▸ **ACTIVITY**: Would you repeat all the lines below, exactly as they stand?

Entries taken from a collection:
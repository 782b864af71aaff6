//! Both relays wired back to back over loopback, with a plain TCP port in
//! place of the ssh forward and a UDP socket standing in for the KDC.

use std::net::SocketAddr;
use std::time::Duration;

use tokio::net::UdpSocket;
use udp_tunnel::{LocalConfig, LocalRelay, RemoteConfig, RemoteRelay, RetryPolicy};
use udp_tunnel_net::{Graceful, MAX_DATAGRAM_SIZE};

struct Circuit {
    client_target: SocketAddr,
    graceful: Graceful,
}

async fn circuit(destination: SocketAddr, retry: RetryPolicy) -> Circuit {
    let graceful = Graceful::new();

    let remote = RemoteRelay::bind(RemoteConfig {
        listen_port: 0,
        destination: destination.to_string(),
        retry,
    })
    .await
    .unwrap();
    let remote_port = remote.local_addr().unwrap().port();
    tokio::spawn(remote.run(graceful.clone()));

    let local = LocalRelay::bind(LocalConfig {
        listen_port: 0,
        forward_port: remote_port,
        request_timeout: Duration::from_secs(5),
        max_in_flight: 8,
    })
    .await
    .unwrap();
    let client_target = local.local_addr().unwrap();
    tokio::spawn(local.run(graceful.clone()));

    Circuit {
        client_target,
        graceful,
    }
}

/// A destination that answers every request with `answer(request)`,
/// staying silent when it returns `None`.
async fn destination(answer: fn(&[u8]) -> Option<Vec<u8>>) -> SocketAddr {
    let socket = UdpSocket::bind("127.0.0.1:0").await.unwrap();
    let addr = socket.local_addr().unwrap();

    tokio::spawn(async move {
        let mut buf = vec![0u8; 4096];
        loop {
            let (len, from) = socket.recv_from(&mut buf).await.unwrap();
            if let Some(reply) = answer(&buf[..len]) {
                socket.send_to(&reply, from).await.unwrap();
            }
        }
    });

    addr
}

async fn receive(client: &UdpSocket, within: Duration) -> Option<Vec<u8>> {
    let mut buf = vec![0u8; 4096];
    match tokio::time::timeout(within, client.recv_from(&mut buf)).await {
        Ok(Ok((len, _))) => Some(buf[..len].to_vec()),
        _ => None,
    }
}

#[tokio::test]
async fn test_kdc_exchange() {
    let kdc = destination(|request| {
        assert_eq!(request, [0x01, 0x02, 0x03]);
        Some(vec![0xAA, 0xBB])
    })
    .await;
    let circuit = circuit(kdc, RetryPolicy::default()).await;

    let client = UdpSocket::bind("127.0.0.1:0").await.unwrap();
    client
        .send_to(&[0x01, 0x02, 0x03], circuit.client_target)
        .await
        .unwrap();

    let reply = receive(&client, Duration::from_secs(3)).await;
    assert_eq!(reply, Some(vec![0xAA, 0xBB]));

    circuit.graceful.cancel();
}

#[tokio::test]
async fn test_max_size_payload_unchanged() {
    let echo = destination(|request| Some(request.to_vec())).await;
    let circuit = circuit(echo, RetryPolicy::default()).await;

    let payload: Vec<u8> = (0..MAX_DATAGRAM_SIZE).map(|i| (i % 251) as u8).collect();
    let client = UdpSocket::bind("127.0.0.1:0").await.unwrap();
    client.send_to(&payload, circuit.client_target).await.unwrap();

    let reply = receive(&client, Duration::from_secs(3)).await.unwrap();
    assert_eq!(reply.len(), MAX_DATAGRAM_SIZE);
    assert_eq!(reply, payload);

    circuit.graceful.cancel();
}

#[tokio::test]
async fn test_silent_destination_gets_no_reply() {
    let silent = destination(|_| None).await;
    let retry = RetryPolicy {
        attempt_timeout: Duration::from_millis(100),
        max_attempts: 3,
    };
    let circuit = circuit(silent, retry).await;

    let client = UdpSocket::bind("127.0.0.1:0").await.unwrap();
    client.send_to(b"hello", circuit.client_target).await.unwrap();

    // Well past the remote deadline: the timeout must not turn into an
    // empty datagram.
    let reply = receive(&client, retry.deadline() + Duration::from_millis(700)).await;
    assert_eq!(reply, None);

    circuit.graceful.cancel();
}

#[tokio::test]
async fn test_concurrent_clients_get_their_own_replies() {
    let echo = destination(|request| Some(request.to_vec())).await;
    let circuit = circuit(echo, RetryPolicy::default()).await;

    let mut clients = Vec::new();
    for i in 0..4u8 {
        let client = UdpSocket::bind("127.0.0.1:0").await.unwrap();
        client.send_to(&[i; 16], circuit.client_target).await.unwrap();
        clients.push((i, client));
    }

    for (i, client) in clients {
        let reply = receive(&client, Duration::from_secs(3)).await;
        assert_eq!(reply, Some(vec![i; 16]));
    }

    circuit.graceful.cancel();
}
//! # udp-tunnel-net
//!
//! Socket primitives and session framing shared by both halves of a
//! udp-tunnel circuit.
//!
//! A circuit carries one datagram request and one datagram reply per
//! stream session:
//!
//! ```text
//! client ──udp──► local relay ──tcp (ssh -L)──► remote relay ──udp──► destination
//!        ◄──udp──             ◄──────tcp──────               ◄──udp──
//! ```
//!
//! - [`framing`]: request/reply encoding over a half-closed stream
//! - [`protocol`]: reply status codes and the [`Reply`] type
//! - [`socket`]: loopback bind helpers with address-carrying errors
//! - [`Graceful`]: cancellation plus task tracking for clean shutdown

pub mod framing;
mod graceful;
pub mod protocol;
pub mod socket;

pub use framing::{FrameError, read_reply, read_request, write_reply, write_request};
pub use graceful::Graceful;
pub use protocol::{Reply, ReplyStatus};
pub use socket::{BindError, bind_tcp_loopback, bind_udp_loopback};

/// Largest datagram payload relayed in either direction.
///
/// Kerberos over UDP stays below a single Ethernet MTU; anything larger is
/// expected to fall back to TCP at the client, so it is not relayed.
pub const MAX_DATAGRAM_SIZE: usize = 1500;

▸ **ANSWER TO THIS TASK**:
repository 782b864af71aaff6
//! Both relays wired back to back over loopback, with a plain TCP port in
//! place of the ssh forward and a UDP socket standing in for the KDC.

use std::net::SocketAddr;
use std::time::Duration;

use tokio::net::UdpSocket;
use udp_tunnel::{LocalConfig, LocalRelay, RemoteConfig, RemoteRelay, RetryPolicy};
use udp_tunnel_net::{Graceful, MAX_DATAGRAM_SIZE};

struct Circuit {
    client_target: SocketAddr,
    graceful: Graceful,
}

async fn circuit(destination: SocketAddr, retry: RetryPolicy) -> Circuit {
    let graceful = Graceful::new();

    let remote = RemoteRelay::bind(RemoteConfig {
        listen_port: 0,
        destination: destination.to_string(),
        retry,
    })
    .await
    .unwrap();
    let remote_port = remote.local_addr().unwrap().port();
    tokio::spawn(remote.run(graceful.clone()));

    let local = LocalRelay::bind(LocalConfig {
        listen_port: 0,
        forward_port: remote_port,
        request_timeout: Duration::from_secs(5),
        max_in_flight: 8,
    })
    .await
    .unwrap();
    let client_target = local.local_addr().unwrap();
    tokio::spawn(local.run(graceful.clone()));

    Circuit {
        client_target,
        graceful,
    }
}

/// A destination that answers every request with `answer(request)`,
/// staying silent when it returns `None`.
async fn destination(answer: fn(&[u8]) -> Option<Vec<u8>>) -> SocketAddr {
    let socket = UdpSocket::bind("127.0.0.1:0").await.unwrap();
    let addr = socket.local_addr().unwrap();

    tokio::spawn(async move {
        let mut buf = vec![0u8; 4096];
        loop {
            let (len, from) = socket.recv_from(&mut buf).await.unwrap();
            if let Some(reply) = answer(&buf[..len]) {
                socket.send_to(&reply, from).await.unwrap();
            }
        }
    });

    addr
}

async fn receive(client: &UdpSocket, within: Duration) -> Option<Vec<u8>> {
    let mut buf = vec![0u8; 4096];
    match tokio::time::timeout(within, client.recv_from(&mut buf)).await {
        Ok(Ok((len, _))) => Some(buf[..len].to_vec()),
        _ => None,
    }
}

#[tokio::test]
async fn test_kdc_exchange() {
    let kdc = destination(|request| {
        assert_eq!(request, [0x01, 0x02, 0x03]);
        Some(vec![0xAA, 0xBB])
    })
    .await;
    let circuit = circuit(kdc, RetryPolicy::default()).await;

    let client = UdpSocket::bind("127.0.0.1:0").await.unwrap();
    client
        .send_to(&[0x01, 0x02, 0x03], circuit.client_target)
        .await
        .unwrap();

    let reply = receive(&client, Duration::from_secs(3)).await;
    assert_eq!(reply, Some(vec![0xAA, 0xBB]));

    circuit.graceful.cancel();
}

#[tokio::test]
async fn test_max_size_payload_unchanged() {
    let echo = destination(|request| Some(request.to_vec())).await;
    let circuit = circuit(echo, RetryPolicy::default()).await;

    let payload: Vec<u8> = (0..MAX_DATAGRAM_SIZE).map(|i| (i % 251) as u8).collect();
    let client = UdpSocket::bind("127.0.0.1:0").await.unwrap();
    client.send_to(&payload, circuit.client_target).await.unwrap();

    let reply = receive(&client, Duration::from_secs(3)).await.unwrap();
    assert_eq!(reply.len(), MAX_DATAGRAM_SIZE);
    assert_eq!(reply, payload);

    circuit.graceful.cancel();
}

#[tokio::test]
async fn test_silent_destination_gets_no_reply() {
    let silent = destination(|_| None).await;
    let retry = RetryPolicy {
        attempt_timeout: Duration::from_millis(100),
        max_attempts: 3,
    };
    let circuit = circuit(silent, retry).await;

    let client = UdpSocket::bind("127.0.0.1:0").await.unwrap();
    client.send_to(b"hello", circuit.client_target).await.unwrap();

    // Well past the remote deadline: the timeout must not turn into an
    // empty datagram.
    let reply = receive(&client, retry.deadline() + Duration::from_millis(700)).await;
    assert_eq!(reply, None);

    circuit.graceful.cancel();
}

#[tokio::test]
async fn test_concurrent_clients_get_their_own_replies() {
    let echo = destination(|request| Some(request.to_vec())).await;
    let circuit = circuit(echo, RetryPolicy::default()).await;

    let mut clients = Vec::new();
    for i in 0..4u8 {
        let client = UdpSocket::bind("127.0.0.1:0").await.unwrap();
        client.send_to(&[i; 16], circuit.client_target).await.unwrap();
        clients.push((i, client));
    }

    for (i, client) in clients {
        let reply = receive(&client, Duration::from_secs(3)).await;
        assert_eq!(reply, Some(vec![i; 16]));
    }

    circuit.graceful.cancel();
}
//! # udp-tunnel-net
//!
//! Socket primitives and session framing shared by both halves of a
//! udp-tunnel circuit.
//!
//! A circuit carries one datagram request and one datagram reply per
//! stream session:
//!
//! ```text
//! client ──udp──► local relay ──tcp (ssh -L)──► remote relay ──udp──► destination
//!        ◄──udp──             ◄──────tcp──────               ◄──udp──
//! ```
//!
//! - [`framing`]: request/reply encoding over a half-closed stream
//! - [`protocol`]: reply status codes and the [`Reply`] type
//! - [`socket`]: loopback bind helpers with address-carrying errors
//! - [`Graceful`]: cancellation plus task tracking for clean shutdown

pub mod framing;
mod graceful;
pub mod protocol;
pub mod socket;

pub use framing::{FrameError, read_reply, read_request, write_reply, write_request};
pub use graceful::Graceful;
pub use protocol::{Reply, ReplyStatus};
pub use socket::{BindError, bind_tcp_loopback, bind_udp_loopback};

/// Largest datagram payload relayed in either direction.
///
/// Kerberos over UDP stays below a single Ethernet MTU; anything larger is
/// expected to fall back to TCP at the client, so it is not relayed.
pub const MAX_DATAGRAM_SIZE: usize = 1500;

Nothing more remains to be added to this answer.